Finally, GoPro has simplified its lineup and launched only one new camera, the Hero 8 Black. Previously, GoPro would launch many different iterations (Black, Silver, White) which often left people wondering which camera to get and if the more expensive ones were worth it. Generally, the Black editions offered significant improvements over the Silver/White so it’s nice to see GoPro simplify their offering and develop only one high-quality new camera.
The new camera has some nice improvements over the Hero 7 Black that we've grown to love for many reasons. The Hero 7 Black is truly amazing for casual users and even great for professionals. The Hero 8 Black can be seen as an improved version of its predecessor instead of an all-new camera. Sort of like Hero 7+ Black. Nonetheless, it’s got some new feature tech-savvy adventurers and more advanced GoPro users will appreciate.

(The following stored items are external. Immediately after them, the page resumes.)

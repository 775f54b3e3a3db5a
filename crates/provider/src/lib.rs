//! Generation provider boundary.
//!
//! The queue and store treat generation as an opaque asynchronous
//! operation. This crate defines the narrow interface a job body calls
//! ([`GenerationProvider`]) and ships the HTTP implementation used in
//! production ([`HttpGenerationProvider`]).

pub mod http;

use async_trait::async_trait;
use serde::Serialize;

use genflow_core::TaskType;

pub use http::HttpGenerationProvider;

// ---------------------------------------------------------------------------
// Error
// ---------------------------------------------------------------------------

/// Error type for generation attempts.
#[derive(Debug, thiserror::Error)]
pub enum ProviderError {
    /// The underlying HTTP request failed (network, DNS, timeout, etc.).
    #[error("HTTP request failed: {0}")]
    Request(#[from] reqwest::Error),

    /// The generation service answered with a non-success status.
    #[error("Generation service returned HTTP {status}: {message}")]
    Service { status: u16, message: String },

    /// The generation service answered 2xx but the body was unusable.
    #[error("Malformed provider response: {0}")]
    Response(String),
}

// ---------------------------------------------------------------------------
// Request / trait
// ---------------------------------------------------------------------------

/// Parameters for one generation call, drawn from the task record.
#[derive(Debug, Clone, Serialize)]
pub struct GenerationRequest {
    #[serde(rename = "type")]
    pub task_type: TaskType,
    #[serde(skip_serializing_if = "Option::is_none")]
    pub model: Option<String>,
    #[serde(skip_serializing_if = "Option::is_none")]
    pub prompt: Option<String>,
}

/// An asynchronous generation operation.
///
/// Implementations run one generation to completion and return its
/// output references (e.g. URLs). Timeout policy belongs to the
/// implementation; callers impose none of their own.
#[async_trait]
pub trait GenerationProvider: Send + Sync {
    async fn generate(&self, request: GenerationRequest) -> Result<Vec<String>, ProviderError>;
}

The big question is if it’s worth upgrading? We’ll get into that. But first, let’s go over everything that is new about the Hero 8 Black.
On the outside, the camera looks pretty similar to the former Hero 5/6/7, although there are some subtle changes. We’ll highlight all the physical hardware changes before going over all the updated shooting modes and features.
Hero 8 Black hardware updates
Sleek and rounded form factor
The new GoPro Hero 8 shape is slightly bigger and more rounded than the previous generations (GoPro Hero’s 5/6/7). The look is maybe a little more playful while still keeping with what we’ve become accustomed to. The enclosure for the camera glass has been redesigned and the glass can no longer be replaced should you break it. However, GoPro did update the glass to corning gorilla glass which they claim is twice as durable. While we’ve never actually broken the glass on any of our GoPro’s, folks who have had that happen will surely sigh at the new design. Meanwhile, there is better protection for the rear LCD thanks to a small overhanging lip on the housing. All in all, the new camera is 14% lighter than it’s predecessor, but we doubt anyone will really notice the difference.
Built-in mounting fingers
The next update makes a lot of sense. The mounting fingers which were formerly on the camera cases or frames have now been included in the camera body and fold out of the bottom. The folding fingers actually pretty sweet because it’ll pack better when putting it in your pocket or bag like the Hip Pack for GoPro. The mountings fingers always seem to get snagged or caught on something. It’s kinda crazy to think it took 8 GoPro versions for this simple feature, but here we are.
Updated access port
GoPro scrapped the two-port design on the Hero 5/6/7 and has combined everything into one access port. This is cool because it means there is less confusion about which door contains the memory card and which one has the charging port. Fumbling between the ports is a small annoyance, but it’s still nice nonetheless that everything is contained in one spot with the new design. The second reason this is great is it means one less spot where water can get in. Having lost a GoPro Hero 5 unexpectedly to water damage with the old two-port design, this is something we’re conscious about. The sealing gaskets are very small on these ports so having one less port is one less thing to worry about around water. The port is located on the side of the camera which means you can access the battery, memory card, or even charge the camera while it’s mounted on your favorite selfie stick or tripod for GoPro.
New microphone placement
Similarly to the Hero 7 Black, there are three microphones on the Hero 8 Black. However, they have updated the positions of the microphones. There is now a microphone on the front of the camera, below the fingers and on the side. The new placement supposedly improves the audio quality and reduces the wind noise so you get natural audio even at high speeds.
New expansion mods
There are three new expansion mods which are essentially add-ons to deck out the Hero 8 for vlogging. The expansion mods will be available for pre-order starting December 2019.
Media Mod - $79.99
The Media Mod is the base accessory which the two other mods add onto. It attaches onto the Hero 8 Black and contains a built-in directional mic for better audio. There is an HDMI-out port for watching on a TV, a USB-C port for charging/data transfer, a 3.5mm mic port that eliminates the need for an adapter to attach an external mic (required for Hero 5/6/7) and 2 cold-shoe mounts for attaching the other GoPro mods or an external microphone. The Media Mod does not appear to be waterproof, although we’ll find out more details when it comes out.
Display Mod - $79.99
The Display Mod is a 2-inch flip-up display that attaches onto the Media Mod to provide you with a screen to see what you’re filming while vlogging. It’s a nice add-on if you’re dead set on using a GoPro for vlogging. The Display Mod contains a rechargeable battery (one more thing to charge, sigh) and a micro HDMI connector. It folds down to cover the native GoPro screen when it’s not being used for vlogging. Time will tell if GoPro is able to better penetrate the vlogging community with these products.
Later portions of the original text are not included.